(RECORDS FOR THIS TASK begins)
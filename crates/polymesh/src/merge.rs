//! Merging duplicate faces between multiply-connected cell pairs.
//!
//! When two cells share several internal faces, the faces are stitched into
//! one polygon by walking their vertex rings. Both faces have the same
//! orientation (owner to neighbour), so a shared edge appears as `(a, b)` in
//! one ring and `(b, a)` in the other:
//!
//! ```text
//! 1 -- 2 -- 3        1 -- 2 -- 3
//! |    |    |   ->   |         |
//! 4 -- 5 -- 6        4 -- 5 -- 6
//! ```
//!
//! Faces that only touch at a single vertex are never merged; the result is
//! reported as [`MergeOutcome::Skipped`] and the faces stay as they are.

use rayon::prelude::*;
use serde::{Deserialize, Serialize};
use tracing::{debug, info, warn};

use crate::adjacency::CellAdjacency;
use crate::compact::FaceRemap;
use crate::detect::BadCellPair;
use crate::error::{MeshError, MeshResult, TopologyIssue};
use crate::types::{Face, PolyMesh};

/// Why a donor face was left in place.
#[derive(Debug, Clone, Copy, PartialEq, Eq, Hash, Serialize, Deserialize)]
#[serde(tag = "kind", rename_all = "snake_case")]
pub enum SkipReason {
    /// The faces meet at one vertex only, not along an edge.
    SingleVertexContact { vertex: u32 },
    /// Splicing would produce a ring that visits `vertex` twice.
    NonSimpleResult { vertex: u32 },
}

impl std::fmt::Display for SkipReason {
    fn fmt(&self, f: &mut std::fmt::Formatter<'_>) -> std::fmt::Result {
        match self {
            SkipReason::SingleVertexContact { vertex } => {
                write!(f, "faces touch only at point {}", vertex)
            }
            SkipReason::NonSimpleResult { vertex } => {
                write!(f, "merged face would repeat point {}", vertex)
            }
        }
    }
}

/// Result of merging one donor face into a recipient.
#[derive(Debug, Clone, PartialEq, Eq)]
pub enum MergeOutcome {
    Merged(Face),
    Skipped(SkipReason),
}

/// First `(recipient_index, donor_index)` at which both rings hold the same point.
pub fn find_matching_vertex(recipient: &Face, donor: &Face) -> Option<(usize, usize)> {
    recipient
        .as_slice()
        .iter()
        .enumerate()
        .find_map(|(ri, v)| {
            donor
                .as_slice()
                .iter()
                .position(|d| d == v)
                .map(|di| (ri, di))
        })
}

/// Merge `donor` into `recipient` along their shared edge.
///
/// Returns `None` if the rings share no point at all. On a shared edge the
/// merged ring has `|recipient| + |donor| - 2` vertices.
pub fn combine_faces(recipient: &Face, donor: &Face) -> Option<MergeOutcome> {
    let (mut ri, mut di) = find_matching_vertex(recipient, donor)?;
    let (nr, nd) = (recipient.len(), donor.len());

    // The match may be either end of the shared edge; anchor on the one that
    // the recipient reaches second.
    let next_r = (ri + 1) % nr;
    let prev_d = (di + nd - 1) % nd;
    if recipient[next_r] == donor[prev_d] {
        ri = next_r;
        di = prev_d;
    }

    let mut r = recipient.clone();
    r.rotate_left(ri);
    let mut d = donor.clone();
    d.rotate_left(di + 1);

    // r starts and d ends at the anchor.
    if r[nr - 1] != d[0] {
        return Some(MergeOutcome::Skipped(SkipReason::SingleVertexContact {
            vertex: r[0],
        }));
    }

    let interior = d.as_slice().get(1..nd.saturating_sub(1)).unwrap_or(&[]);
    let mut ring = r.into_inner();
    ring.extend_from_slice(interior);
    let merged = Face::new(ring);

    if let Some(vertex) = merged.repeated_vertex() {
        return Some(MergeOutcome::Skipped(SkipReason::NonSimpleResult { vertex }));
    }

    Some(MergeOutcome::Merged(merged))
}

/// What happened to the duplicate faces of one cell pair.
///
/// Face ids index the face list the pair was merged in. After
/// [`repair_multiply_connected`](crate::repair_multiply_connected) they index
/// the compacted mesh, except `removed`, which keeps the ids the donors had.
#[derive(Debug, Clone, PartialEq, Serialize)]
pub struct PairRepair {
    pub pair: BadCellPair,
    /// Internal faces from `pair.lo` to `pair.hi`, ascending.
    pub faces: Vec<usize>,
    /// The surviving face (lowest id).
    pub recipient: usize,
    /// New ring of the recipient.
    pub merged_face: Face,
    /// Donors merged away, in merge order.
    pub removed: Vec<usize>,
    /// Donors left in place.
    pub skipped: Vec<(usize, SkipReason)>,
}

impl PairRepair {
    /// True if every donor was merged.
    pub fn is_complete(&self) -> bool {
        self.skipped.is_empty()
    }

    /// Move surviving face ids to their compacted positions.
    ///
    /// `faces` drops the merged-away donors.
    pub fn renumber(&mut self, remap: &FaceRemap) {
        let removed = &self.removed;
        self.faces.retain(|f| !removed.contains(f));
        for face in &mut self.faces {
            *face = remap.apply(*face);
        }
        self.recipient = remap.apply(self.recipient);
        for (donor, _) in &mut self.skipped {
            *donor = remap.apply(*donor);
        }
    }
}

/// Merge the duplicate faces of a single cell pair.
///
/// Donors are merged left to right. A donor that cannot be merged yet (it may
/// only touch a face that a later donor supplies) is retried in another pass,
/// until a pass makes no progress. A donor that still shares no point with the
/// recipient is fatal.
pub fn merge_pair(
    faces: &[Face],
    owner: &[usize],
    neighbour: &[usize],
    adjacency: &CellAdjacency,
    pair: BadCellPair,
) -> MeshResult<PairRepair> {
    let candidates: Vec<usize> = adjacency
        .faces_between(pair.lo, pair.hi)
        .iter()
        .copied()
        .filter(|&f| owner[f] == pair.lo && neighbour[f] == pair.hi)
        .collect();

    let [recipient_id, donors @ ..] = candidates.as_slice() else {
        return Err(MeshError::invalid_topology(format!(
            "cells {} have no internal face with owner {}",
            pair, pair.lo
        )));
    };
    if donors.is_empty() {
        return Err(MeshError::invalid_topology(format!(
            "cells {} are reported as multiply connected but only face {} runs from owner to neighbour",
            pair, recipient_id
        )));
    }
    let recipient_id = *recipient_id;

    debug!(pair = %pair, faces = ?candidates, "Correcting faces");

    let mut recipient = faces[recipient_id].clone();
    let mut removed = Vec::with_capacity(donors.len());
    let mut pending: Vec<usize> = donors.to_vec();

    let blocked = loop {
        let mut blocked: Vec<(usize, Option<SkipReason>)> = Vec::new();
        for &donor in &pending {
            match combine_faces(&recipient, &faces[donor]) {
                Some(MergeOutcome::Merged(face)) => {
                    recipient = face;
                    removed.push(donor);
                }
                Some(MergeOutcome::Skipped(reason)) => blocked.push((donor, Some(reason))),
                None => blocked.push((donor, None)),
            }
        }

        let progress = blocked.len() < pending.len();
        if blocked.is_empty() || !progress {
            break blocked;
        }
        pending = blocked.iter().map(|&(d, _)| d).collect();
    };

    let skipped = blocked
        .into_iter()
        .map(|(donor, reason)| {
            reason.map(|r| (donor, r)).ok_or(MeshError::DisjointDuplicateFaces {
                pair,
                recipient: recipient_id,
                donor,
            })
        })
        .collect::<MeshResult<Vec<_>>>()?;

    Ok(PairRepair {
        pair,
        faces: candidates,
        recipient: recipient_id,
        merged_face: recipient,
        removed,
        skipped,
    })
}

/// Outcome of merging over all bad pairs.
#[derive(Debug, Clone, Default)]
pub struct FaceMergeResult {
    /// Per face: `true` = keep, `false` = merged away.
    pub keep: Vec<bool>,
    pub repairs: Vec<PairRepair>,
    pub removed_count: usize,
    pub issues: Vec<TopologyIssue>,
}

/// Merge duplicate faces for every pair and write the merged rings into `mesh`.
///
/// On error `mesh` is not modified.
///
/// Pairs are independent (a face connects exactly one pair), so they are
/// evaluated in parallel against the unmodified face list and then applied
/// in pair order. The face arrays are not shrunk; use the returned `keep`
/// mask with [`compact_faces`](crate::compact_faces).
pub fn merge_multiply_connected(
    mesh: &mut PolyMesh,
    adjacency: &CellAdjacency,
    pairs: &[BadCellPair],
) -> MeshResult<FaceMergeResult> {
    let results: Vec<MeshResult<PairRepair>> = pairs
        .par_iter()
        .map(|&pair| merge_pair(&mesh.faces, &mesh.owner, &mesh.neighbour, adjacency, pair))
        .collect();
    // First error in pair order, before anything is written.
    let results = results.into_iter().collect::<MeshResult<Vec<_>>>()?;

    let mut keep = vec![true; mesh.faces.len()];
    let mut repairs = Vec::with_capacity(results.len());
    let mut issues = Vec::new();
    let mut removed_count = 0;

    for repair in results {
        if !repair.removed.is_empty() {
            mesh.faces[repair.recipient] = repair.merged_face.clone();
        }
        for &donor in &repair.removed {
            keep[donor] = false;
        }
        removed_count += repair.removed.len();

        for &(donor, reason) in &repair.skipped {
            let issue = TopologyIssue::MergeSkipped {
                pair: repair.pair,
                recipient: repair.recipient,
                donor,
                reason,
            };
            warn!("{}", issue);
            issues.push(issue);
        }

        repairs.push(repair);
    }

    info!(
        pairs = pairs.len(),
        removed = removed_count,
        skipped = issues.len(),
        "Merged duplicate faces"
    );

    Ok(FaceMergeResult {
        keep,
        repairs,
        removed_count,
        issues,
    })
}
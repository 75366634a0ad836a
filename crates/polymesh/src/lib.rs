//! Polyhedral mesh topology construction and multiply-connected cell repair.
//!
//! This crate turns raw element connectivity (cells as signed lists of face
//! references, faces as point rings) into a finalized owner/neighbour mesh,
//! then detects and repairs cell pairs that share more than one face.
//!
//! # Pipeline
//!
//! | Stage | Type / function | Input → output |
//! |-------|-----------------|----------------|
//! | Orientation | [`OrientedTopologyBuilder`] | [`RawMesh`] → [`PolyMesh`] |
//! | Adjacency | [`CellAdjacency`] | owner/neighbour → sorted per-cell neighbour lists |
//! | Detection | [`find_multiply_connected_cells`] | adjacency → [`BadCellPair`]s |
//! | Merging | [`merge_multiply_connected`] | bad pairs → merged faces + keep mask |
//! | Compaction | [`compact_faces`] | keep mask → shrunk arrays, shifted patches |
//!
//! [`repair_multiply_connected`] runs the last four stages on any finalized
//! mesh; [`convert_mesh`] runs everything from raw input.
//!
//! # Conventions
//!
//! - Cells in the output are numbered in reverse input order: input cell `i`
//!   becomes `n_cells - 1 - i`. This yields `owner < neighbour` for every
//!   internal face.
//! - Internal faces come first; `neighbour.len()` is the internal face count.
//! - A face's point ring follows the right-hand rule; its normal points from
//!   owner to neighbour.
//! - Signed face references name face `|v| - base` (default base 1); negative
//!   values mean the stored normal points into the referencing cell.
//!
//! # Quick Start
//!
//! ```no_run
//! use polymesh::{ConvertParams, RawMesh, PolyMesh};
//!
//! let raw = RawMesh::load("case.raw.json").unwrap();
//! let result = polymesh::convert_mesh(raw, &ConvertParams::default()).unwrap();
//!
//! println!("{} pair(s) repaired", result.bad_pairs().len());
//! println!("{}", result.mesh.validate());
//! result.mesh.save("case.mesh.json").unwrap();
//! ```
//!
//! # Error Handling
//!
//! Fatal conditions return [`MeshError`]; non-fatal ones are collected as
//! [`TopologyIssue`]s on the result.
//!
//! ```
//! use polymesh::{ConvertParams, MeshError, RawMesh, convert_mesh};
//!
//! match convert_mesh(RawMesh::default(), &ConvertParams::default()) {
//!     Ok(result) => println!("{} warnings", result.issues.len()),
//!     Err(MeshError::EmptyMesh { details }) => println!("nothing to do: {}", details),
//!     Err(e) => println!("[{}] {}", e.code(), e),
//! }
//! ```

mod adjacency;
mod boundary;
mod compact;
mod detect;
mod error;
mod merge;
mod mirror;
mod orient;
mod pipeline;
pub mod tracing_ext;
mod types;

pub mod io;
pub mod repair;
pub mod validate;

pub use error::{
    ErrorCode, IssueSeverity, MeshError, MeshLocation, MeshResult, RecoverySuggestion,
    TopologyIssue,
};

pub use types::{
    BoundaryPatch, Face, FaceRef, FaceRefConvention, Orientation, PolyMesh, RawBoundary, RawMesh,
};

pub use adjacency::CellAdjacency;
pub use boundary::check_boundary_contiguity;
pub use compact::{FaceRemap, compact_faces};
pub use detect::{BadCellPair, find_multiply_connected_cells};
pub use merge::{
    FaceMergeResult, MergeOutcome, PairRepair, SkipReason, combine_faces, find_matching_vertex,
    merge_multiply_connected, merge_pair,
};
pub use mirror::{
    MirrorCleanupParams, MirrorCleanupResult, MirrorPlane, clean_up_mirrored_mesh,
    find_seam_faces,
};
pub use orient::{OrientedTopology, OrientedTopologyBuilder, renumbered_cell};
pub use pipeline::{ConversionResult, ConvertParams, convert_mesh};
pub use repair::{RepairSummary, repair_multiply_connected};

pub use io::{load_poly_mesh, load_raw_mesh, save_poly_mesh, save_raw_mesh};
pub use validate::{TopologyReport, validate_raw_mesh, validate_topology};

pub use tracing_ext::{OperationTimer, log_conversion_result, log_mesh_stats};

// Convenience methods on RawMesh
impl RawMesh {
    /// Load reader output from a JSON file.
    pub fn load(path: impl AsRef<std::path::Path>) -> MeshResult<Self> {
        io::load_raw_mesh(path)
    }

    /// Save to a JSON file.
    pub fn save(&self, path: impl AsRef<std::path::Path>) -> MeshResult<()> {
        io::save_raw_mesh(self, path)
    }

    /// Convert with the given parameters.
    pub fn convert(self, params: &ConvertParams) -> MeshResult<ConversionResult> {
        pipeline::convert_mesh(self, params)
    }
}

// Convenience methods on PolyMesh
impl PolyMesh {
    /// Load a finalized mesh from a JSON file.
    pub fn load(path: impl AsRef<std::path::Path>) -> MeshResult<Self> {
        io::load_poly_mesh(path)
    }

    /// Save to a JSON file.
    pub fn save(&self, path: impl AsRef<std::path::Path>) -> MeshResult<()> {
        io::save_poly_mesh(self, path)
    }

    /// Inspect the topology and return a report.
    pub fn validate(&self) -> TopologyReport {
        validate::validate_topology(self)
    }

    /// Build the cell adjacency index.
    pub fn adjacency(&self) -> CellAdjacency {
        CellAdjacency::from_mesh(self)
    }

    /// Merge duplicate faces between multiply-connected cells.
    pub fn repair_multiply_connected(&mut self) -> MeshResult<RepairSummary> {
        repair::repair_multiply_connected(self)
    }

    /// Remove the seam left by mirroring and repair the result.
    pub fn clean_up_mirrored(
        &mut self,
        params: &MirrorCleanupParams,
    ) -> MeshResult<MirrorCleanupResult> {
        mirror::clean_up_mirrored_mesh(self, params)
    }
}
(RECORDS FOR THIS TASK ends)
# ASSIGNMENT
Every line above that carries the string "FaceRemap" should be copied.

# WRITTEN SOLUTION
use crate::compact::FaceRemap;
    pub fn renumber(&mut self, remap: &FaceRemap) {
pub use compact::{FaceRemap, compact_faces};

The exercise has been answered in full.